[Saved entries]

↓↓↓

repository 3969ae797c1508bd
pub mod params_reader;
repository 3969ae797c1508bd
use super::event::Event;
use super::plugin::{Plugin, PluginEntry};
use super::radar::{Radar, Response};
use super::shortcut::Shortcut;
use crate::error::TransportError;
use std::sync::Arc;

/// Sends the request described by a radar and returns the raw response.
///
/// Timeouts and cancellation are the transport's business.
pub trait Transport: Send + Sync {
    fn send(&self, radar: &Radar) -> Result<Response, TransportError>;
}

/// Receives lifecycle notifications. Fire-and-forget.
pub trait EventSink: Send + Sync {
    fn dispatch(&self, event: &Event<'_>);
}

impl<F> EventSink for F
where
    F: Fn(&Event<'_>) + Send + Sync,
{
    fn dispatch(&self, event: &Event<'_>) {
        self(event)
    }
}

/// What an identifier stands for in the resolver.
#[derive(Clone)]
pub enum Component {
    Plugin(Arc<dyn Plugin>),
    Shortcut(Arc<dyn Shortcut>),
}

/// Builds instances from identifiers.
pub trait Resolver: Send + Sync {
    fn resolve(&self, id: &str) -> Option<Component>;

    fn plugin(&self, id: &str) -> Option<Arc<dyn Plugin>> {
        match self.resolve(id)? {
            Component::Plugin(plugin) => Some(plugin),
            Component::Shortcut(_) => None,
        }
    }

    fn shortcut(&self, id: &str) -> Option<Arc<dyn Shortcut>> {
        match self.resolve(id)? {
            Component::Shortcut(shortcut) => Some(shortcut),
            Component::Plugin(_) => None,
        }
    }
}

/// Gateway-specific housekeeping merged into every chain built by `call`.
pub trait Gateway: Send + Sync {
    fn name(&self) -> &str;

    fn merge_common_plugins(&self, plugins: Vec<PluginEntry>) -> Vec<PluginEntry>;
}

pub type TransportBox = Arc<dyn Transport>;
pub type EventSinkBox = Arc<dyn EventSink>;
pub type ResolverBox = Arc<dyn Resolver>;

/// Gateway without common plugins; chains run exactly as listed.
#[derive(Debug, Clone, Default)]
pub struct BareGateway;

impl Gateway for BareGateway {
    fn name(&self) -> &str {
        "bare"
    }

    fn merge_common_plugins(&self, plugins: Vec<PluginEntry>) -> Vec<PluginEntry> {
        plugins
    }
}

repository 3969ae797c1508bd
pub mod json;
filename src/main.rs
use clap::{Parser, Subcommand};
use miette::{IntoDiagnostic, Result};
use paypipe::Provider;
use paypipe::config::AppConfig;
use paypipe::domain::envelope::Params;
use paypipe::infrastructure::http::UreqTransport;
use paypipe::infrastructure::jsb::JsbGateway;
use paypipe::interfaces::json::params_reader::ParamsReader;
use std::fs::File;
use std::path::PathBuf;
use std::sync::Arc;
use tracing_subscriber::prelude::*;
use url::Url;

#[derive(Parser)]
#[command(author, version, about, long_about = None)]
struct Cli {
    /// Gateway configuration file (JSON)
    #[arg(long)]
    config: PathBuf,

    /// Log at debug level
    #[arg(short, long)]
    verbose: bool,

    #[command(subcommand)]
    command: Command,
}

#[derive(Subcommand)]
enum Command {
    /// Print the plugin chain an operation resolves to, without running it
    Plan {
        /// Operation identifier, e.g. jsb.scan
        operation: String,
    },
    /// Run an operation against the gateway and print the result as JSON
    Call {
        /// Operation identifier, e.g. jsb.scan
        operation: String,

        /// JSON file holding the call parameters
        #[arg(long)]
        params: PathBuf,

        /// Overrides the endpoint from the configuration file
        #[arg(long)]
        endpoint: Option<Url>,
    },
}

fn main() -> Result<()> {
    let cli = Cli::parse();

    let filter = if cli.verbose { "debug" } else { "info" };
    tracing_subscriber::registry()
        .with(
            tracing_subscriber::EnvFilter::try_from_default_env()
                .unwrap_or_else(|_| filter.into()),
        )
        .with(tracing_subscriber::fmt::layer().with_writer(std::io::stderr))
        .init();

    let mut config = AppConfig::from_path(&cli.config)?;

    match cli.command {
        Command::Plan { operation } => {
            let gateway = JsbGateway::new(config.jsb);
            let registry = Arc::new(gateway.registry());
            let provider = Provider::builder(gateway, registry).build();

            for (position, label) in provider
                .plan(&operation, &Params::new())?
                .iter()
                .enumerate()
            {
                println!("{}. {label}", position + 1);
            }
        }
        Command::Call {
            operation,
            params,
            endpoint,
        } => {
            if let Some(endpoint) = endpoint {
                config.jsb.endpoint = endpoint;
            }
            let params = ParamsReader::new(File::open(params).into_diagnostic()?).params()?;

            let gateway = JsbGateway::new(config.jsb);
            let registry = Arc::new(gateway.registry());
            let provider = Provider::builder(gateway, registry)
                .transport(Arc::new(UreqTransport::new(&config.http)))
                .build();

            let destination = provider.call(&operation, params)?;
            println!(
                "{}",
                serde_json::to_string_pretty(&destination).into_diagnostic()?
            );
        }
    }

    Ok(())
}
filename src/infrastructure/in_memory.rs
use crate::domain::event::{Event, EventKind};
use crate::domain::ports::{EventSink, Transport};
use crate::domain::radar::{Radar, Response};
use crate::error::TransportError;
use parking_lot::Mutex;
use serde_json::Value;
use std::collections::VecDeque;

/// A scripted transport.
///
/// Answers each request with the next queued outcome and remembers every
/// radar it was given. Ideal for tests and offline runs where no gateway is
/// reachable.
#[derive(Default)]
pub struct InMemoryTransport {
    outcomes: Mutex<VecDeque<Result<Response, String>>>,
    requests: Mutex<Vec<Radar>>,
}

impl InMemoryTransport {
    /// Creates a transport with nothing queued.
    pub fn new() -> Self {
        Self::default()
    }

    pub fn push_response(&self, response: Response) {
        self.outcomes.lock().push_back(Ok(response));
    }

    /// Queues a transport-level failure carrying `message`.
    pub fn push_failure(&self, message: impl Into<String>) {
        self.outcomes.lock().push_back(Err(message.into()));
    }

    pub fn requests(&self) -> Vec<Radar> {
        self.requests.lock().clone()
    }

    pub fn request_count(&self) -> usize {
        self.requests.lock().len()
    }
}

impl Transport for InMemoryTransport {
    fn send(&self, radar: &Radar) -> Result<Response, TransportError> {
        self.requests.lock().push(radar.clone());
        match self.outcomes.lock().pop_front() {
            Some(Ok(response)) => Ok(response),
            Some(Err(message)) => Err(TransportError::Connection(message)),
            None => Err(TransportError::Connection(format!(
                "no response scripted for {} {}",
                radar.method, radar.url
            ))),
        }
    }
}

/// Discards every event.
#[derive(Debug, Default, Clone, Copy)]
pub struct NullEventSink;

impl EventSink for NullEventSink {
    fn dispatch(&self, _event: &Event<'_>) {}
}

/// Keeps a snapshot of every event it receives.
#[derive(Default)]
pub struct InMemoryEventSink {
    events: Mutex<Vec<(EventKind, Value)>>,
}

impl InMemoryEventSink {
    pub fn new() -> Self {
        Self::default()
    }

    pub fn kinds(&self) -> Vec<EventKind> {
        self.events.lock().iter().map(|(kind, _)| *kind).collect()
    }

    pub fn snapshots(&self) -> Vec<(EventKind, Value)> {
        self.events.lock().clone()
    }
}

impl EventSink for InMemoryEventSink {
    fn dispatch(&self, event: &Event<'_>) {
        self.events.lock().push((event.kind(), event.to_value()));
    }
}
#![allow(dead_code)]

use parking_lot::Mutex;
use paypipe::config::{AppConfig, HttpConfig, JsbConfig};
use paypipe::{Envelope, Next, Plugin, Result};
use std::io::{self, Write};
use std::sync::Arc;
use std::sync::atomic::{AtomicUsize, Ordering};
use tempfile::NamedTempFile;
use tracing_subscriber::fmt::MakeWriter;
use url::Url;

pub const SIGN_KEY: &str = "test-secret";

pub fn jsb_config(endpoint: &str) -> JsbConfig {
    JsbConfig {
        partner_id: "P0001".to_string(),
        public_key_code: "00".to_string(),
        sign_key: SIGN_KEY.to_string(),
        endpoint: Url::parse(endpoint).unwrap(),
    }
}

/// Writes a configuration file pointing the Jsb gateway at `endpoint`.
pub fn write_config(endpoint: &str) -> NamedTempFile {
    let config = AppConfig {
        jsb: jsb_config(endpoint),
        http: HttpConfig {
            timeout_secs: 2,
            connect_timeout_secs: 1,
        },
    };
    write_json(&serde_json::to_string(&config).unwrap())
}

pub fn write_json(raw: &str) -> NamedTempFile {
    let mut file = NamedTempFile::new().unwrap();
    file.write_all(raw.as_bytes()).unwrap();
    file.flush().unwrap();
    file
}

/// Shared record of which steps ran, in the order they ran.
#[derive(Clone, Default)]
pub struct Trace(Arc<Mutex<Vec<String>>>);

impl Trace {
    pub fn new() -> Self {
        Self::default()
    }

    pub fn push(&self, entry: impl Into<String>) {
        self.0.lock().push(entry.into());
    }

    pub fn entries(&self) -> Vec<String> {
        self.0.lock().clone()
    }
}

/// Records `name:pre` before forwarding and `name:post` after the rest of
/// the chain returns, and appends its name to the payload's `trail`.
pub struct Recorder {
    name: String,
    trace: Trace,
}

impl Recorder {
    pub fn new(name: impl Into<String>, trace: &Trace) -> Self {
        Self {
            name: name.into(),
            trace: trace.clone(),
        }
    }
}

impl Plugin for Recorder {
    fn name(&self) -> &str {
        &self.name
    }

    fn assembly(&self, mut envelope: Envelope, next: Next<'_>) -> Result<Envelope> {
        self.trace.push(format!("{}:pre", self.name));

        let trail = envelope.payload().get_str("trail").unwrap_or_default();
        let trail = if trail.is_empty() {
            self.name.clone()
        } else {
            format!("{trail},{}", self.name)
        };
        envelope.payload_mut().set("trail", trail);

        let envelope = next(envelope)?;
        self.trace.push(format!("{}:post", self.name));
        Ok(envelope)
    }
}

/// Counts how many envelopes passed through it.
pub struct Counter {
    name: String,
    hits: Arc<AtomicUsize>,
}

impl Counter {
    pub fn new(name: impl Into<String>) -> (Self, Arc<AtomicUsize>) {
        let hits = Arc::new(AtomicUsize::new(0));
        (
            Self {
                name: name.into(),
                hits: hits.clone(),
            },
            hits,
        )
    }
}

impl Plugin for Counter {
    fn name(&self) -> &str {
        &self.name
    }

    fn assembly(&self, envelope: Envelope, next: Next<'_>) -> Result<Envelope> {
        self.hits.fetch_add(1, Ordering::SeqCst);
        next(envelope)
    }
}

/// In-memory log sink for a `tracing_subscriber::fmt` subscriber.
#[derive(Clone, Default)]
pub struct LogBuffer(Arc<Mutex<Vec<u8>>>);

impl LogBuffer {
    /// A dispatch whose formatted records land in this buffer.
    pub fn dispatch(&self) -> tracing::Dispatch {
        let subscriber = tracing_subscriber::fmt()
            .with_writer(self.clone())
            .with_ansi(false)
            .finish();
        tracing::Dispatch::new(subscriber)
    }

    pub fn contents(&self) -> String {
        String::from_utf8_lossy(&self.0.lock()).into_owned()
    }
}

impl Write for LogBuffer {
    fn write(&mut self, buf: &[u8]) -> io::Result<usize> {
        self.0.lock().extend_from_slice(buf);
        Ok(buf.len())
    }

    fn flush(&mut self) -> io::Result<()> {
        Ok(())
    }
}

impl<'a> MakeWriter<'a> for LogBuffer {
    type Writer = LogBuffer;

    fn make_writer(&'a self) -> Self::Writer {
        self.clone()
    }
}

↑↑↑
↓↓↓

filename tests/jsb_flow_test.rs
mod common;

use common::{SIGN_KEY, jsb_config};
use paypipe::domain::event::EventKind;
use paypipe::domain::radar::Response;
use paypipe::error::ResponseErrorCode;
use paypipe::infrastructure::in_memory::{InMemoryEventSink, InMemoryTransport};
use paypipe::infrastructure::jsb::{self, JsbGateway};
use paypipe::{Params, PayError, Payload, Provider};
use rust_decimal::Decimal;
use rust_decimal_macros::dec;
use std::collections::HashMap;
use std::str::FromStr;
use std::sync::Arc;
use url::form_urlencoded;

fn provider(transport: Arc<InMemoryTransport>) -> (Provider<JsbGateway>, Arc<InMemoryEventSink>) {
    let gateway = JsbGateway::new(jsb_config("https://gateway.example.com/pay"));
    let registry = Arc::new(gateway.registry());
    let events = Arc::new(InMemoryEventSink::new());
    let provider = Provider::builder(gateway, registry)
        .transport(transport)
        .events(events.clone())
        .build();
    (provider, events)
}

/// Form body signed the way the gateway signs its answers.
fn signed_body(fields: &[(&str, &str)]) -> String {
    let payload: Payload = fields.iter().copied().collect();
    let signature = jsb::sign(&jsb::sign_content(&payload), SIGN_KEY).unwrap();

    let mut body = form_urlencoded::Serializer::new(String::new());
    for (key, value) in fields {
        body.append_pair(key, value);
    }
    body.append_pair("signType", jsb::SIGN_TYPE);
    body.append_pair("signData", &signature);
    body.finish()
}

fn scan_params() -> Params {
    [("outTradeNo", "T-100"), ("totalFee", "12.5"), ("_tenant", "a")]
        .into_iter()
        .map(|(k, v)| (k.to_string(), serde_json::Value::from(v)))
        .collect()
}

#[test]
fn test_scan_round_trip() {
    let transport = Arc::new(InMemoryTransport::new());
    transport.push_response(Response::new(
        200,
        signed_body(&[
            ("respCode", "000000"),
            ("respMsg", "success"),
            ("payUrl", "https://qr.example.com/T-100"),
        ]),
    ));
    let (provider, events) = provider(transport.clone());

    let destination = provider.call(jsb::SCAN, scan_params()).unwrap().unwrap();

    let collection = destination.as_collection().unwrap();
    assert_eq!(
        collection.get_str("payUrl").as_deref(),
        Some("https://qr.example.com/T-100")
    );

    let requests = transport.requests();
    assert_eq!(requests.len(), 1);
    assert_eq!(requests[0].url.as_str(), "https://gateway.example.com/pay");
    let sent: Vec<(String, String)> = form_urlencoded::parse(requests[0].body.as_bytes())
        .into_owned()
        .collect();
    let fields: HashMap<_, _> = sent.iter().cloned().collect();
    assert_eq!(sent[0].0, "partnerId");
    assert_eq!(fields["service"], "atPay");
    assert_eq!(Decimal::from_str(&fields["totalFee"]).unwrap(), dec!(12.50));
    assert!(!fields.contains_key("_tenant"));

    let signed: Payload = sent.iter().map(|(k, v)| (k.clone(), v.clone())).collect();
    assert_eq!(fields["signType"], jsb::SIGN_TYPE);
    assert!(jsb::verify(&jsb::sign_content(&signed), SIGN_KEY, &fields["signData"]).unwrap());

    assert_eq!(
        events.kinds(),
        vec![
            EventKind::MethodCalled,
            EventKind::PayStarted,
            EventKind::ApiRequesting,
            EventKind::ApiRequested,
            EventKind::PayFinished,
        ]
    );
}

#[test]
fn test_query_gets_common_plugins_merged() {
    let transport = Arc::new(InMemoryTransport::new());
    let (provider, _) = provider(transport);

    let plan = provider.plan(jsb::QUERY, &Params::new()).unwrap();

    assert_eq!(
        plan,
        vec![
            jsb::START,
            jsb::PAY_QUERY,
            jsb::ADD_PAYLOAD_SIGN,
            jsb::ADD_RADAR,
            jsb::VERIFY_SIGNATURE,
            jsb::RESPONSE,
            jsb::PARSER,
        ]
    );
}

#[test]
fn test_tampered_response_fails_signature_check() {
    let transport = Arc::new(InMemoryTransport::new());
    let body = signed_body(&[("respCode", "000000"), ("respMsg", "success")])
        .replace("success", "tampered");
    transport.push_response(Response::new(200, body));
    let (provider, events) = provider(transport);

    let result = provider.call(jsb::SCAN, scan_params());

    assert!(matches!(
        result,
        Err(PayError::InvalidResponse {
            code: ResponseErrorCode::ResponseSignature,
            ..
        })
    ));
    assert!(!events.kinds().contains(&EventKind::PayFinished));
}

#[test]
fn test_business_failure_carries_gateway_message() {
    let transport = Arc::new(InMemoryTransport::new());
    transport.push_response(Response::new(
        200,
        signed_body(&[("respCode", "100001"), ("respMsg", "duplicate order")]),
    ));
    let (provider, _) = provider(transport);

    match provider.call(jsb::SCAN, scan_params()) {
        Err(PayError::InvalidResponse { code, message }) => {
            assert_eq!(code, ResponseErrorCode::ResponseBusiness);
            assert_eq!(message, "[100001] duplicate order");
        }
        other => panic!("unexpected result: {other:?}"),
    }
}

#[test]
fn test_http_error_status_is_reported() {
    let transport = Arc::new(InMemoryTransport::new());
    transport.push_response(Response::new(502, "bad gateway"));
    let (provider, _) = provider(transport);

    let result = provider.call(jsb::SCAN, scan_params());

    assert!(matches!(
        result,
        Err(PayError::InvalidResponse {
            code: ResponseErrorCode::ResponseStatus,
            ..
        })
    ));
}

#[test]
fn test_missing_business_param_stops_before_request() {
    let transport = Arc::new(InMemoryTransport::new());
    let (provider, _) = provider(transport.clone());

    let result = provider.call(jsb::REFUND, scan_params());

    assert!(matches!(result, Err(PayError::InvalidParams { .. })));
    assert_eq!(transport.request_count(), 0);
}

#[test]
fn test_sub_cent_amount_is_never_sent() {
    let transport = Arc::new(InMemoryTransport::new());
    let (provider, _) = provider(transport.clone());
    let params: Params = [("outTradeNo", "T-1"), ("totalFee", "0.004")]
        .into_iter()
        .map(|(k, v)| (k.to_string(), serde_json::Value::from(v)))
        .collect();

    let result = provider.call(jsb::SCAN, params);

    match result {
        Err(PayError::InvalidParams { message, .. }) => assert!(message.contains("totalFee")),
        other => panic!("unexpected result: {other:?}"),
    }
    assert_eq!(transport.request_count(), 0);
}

↑↑↑

Keeping every character as it is, restate the lines above that run from the line with "pub struct BareGateway;" through the line with "filename src/main.rs", both included, and nothing else.

• _Task output_
pub struct BareGateway;

impl Gateway for BareGateway {
    fn name(&self) -> &str {
        "bare"
    }

    fn merge_common_plugins(&self, plugins: Vec<PluginEntry>) -> Vec<PluginEntry> {
        plugins
    }
}

repository 3969ae797c1508bd
pub mod json;
filename src/main.rs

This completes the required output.